## Assignment
Extract, unchanged, each line of the listing below from its first line through the line that contains "Tunables wired into", inclusive, and nothing else.
=== Section Start ===
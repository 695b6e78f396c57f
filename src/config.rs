//! Client configuration and config-file loading.
//!
//! A [`ClientConfig`] is plain data: it is copied into a client at
//! construction and never consulted again. Values are not validated; zero
//! durations are handed to the transport as-is.
//!
//! Config files use one `key = value` pair per line, `#` starts a comment:
//!
//! ```text
//! timeout_secs = 5
//! max_idle_conns = 16
//! skip_tls_verify = false
//! ```

use std::env;
use std::fs;
use std::path::{Path, PathBuf};
use std::time::Duration;

use thiserror::Error;

use crate::constants::{
    DEFAULT_DIAL_TIMEOUT, DEFAULT_EXPECT_CONTINUE_TIMEOUT, DEFAULT_IDLE_CONN_TIMEOUT,
    DEFAULT_KEEP_ALIVE, DEFAULT_MAX_IDLE_CONNS, DEFAULT_TIMEOUT, DEFAULT_TLS_HANDSHAKE_TIMEOUT,
};

/// Tunables wired into a [`Client`](crate::Client).
#[derive(Debug, Clone, PartialEq, Eq)]
pub struct ClientConfig {
    /// Overall per-request timeout, including reading the body.
    pub timeout: Duration,
    /// TCP connect timeout.
    pub dial_timeout: Duration,
    /// TCP keep-alive interval.
    pub keep_alive: Duration,
    /// How long an idle pooled connection is kept.
    pub idle_conn_timeout: Duration,
    /// TLS handshake budget, added to the connect timeout.
    pub tls_handshake_timeout: Duration,
    /// Wait for `100 Continue`. Carried for completeness; the transport never sends `Expect`.
    pub expect_continue_timeout: Duration,
    /// Maximum idle pooled connections (per host).
    pub max_idle_conns: usize,
    /// Disables certificate verification for every request made by the client.
    pub skip_tls_verify: bool,
    /// Reserved for custom root CA support; currently has no effect.
    pub include_root_ca: bool,
}

impl Default for ClientConfig {
    fn default() -> Self {
        Self {
            timeout: DEFAULT_TIMEOUT,
            dial_timeout: DEFAULT_DIAL_TIMEOUT,
            keep_alive: DEFAULT_KEEP_ALIVE,
            idle_conn_timeout: DEFAULT_IDLE_CONN_TIMEOUT,
            tls_handshake_timeout: DEFAULT_TLS_HANDSHAKE_TIMEOUT,
            expect_continue_timeout: DEFAULT_EXPECT_CONTINUE_TIMEOUT,
            max_idle_conns: DEFAULT_MAX_IDLE_CONNS,
            skip_tls_verify: false,
            include_root_ca: false,
        }
    }
}

/// Errors loading a config file.
#[derive(Debug, Error)]
pub enum ConfigError {
    /// The file could not be read.
    #[error("failed to read config file '{path}': {source}")]
    Read {
        path: PathBuf,
        #[source]
        source: std::io::Error,
    },

    /// A line is not of the form `key = value`.
    #[error("invalid config syntax on line {line}: expected key = value")]
    Syntax { line: usize },

    /// The key is not a known setting.
    #[error("unknown config key `{key}` on line {line}")]
    UnknownKey { key: String, line: usize },

    /// The value could not be parsed for its key.
    #[error("invalid `{key}` value '{value}' on line {line}: expected {expected}")]
    InvalidValue {
        key: String,
        value: String,
        line: usize,
        expected: &'static str,
    },
}

impl ClientConfig {
    /// Loads a config file, starting from the defaults.
    ///
    /// # Errors
    ///
    /// Returns [`ConfigError`] if the file cannot be read or parsed.
    pub fn load(path: &Path) -> Result<Self, ConfigError> {
        let raw = fs::read_to_string(path).map_err(|source| ConfigError::Read {
            path: path.to_path_buf(),
            source,
        })?;
        Self::parse_str(&raw)
    }

    /// Parses config text, starting from the defaults.
    ///
    /// # Errors
    ///
    /// Returns [`ConfigError`] on bad syntax, unknown keys or bad values.
    pub fn parse_str(raw: &str) -> Result<Self, ConfigError> {
        let mut cfg = Self::default();
        for (line_index, raw_line) in raw.lines().enumerate() {
            let line_no = line_index + 1;
            let line = strip_inline_comment(raw_line).trim();
            if line.is_empty() {
                continue;
            }

            let Some((raw_key, raw_value)) = line.split_once('=') else {
                return Err(ConfigError::Syntax { line: line_no });
            };
            let key = raw_key.trim();
            let value = raw_value.trim();

            match key {
                "timeout_secs" => cfg.timeout = parse_secs(key, value, line_no)?,
                "dial_timeout_secs" => cfg.dial_timeout = parse_secs(key, value, line_no)?,
                "keep_alive_secs" => cfg.keep_alive = parse_secs(key, value, line_no)?,
                "idle_conn_timeout_secs" => {
                    cfg.idle_conn_timeout = parse_secs(key, value, line_no)?;
                }
                "tls_handshake_timeout_secs" => {
                    cfg.tls_handshake_timeout = parse_secs(key, value, line_no)?;
                }
                "expect_continue_timeout_secs" => {
                    cfg.expect_continue_timeout = parse_secs(key, value, line_no)?;
                }
                "max_idle_conns" => cfg.max_idle_conns = parse_count(key, value, line_no)?,
                "skip_tls_verify" => cfg.skip_tls_verify = parse_bool(key, value, line_no)?,
                "include_root_ca" => cfg.include_root_ca = parse_bool(key, value, line_no)?,
                _ => {
                    return Err(ConfigError::UnknownKey {
                        key: key.to_string(),
                        line: line_no,
                    });
                }
            }
        }
        Ok(cfg)
    }
}

/// Resolves the default config path.
///
/// Priority:
/// 1. `$XDG_CONFIG_HOME/httpwrap/config.toml`
/// 2. `$HOME/.config/httpwrap/config.toml`
#[must_use]
pub fn default_config_path() -> Option<PathBuf> {
    if let Some(xdg_config_home) = env_var_non_empty_os("XDG_CONFIG_HOME") {
        return Some(
            PathBuf::from(xdg_config_home)
                .join("httpwrap")
                .join("config.toml"),
        );
    }

    let home = env_var_non_empty_os("HOME")?;
    Some(
        PathBuf::from(home)
            .join(".config")
            .join("httpwrap")
            .join("config.toml"),
    )
}

fn env_var_non_empty_os(name: &str) -> Option<std::ffi::OsString> {
    let value = env::var_os(name)?;
    if value.is_empty() { None } else { Some(value) }
}

fn strip_inline_comment(line: &str) -> &str {
    match line.find('#') {
        Some(index) => &line[..index],
        None => line,
    }
}

fn parse_secs(key: &str, value: &str, line: usize) -> Result<Duration, ConfigError> {
    value
        .parse::<u64>()
        .map(Duration::from_secs)
        .map_err(|_| invalid_value(key, value, line, "whole seconds"))
}

fn parse_count(key: &str, value: &str, line: usize) -> Result<usize, ConfigError> {
    value
        .parse::<usize>()
        .map_err(|_| invalid_value(key, value, line, "a whole number"))
}

fn parse_bool(key: &str, value: &str, line: usize) -> Result<bool, ConfigError> {
    match value {
        "true" => Ok(true),
        "false" => Ok(false),
        _ => Err(invalid_value(key, value, line, "true or false")),
    }
}

fn invalid_value(key: &str, value: &str, line: usize, expected: &'static str) -> ConfigError {
    ConfigError::InvalidValue {
        key: key.to_string(),
        value: value.to_string(),
        line,
        expected,
    }
}
//! httpwrap Library
//!
//! A preconfigured HTTP client that hands back fully read responses.
//!
//! # Architecture
//!
//! The library is organized into the following modules:
//! - [`config`] - Client tunables, defaults and config-file loading
//! - [`client`] - The [`Client`] and its verb shortcuts and file download
//! - [`request`] - [`Request`] values assembled before sending
//! - [`response`] - [`Response`] values with the body already in memory
//! - [`global`] - The same operations against one process-wide client
//! - [`error`] - [`HttpError`], covering every failure the client reports
//!
//! # Example
//!
//! ```no_run
//! # async fn example() -> Result<(), httpwrap::HttpError> {
//! let response = httpwrap::global::get("https://example.com/").await?;
//! if response.is_success() {
//!     println!("{}", response.text());
//! }
//! # Ok(())
//! # }
//! ```

// Clippy lints - strict for library code
#![deny(clippy::unwrap_used)]
#![deny(clippy::expect_used)]
#![warn(clippy::pedantic)]
#![allow(clippy::module_name_repetitions)]

pub mod client;
pub mod config;
pub mod constants;
pub mod error;
pub mod global;
pub mod request;
pub mod response;
pub(crate) mod user_agent;

// Re-export commonly used types
pub use client::Client;
pub use config::{ClientConfig, ConfigError, default_config_path};
pub use error::HttpError;
pub use request::Request;
pub use response::Response;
=== Section End ===
## Output
repository 695b6e78f396c57f
filename src/config.rs
//! Client configuration and config-file loading.
//!
//! A [`ClientConfig`] is plain data: it is copied into a client at
//! construction and never consulted again. Values are not validated; zero
//! durations are handed to the transport as-is.
//!
//! Config files use one `key = value` pair per line, `#` starts a comment:
//!
//! ```text
//! timeout_secs = 5
//! max_idle_conns = 16
//! skip_tls_verify = false
//! ```

use std::env;
use std::fs;
use std::path::{Path, PathBuf};
use std::time::Duration;

use thiserror::Error;

use crate::constants::{
    DEFAULT_DIAL_TIMEOUT, DEFAULT_EXPECT_CONTINUE_TIMEOUT, DEFAULT_IDLE_CONN_TIMEOUT,
    DEFAULT_KEEP_ALIVE, DEFAULT_MAX_IDLE_CONNS, DEFAULT_TIMEOUT, DEFAULT_TLS_HANDSHAKE_TIMEOUT,
};

/// Tunables wired into a [`Client`](crate::Client).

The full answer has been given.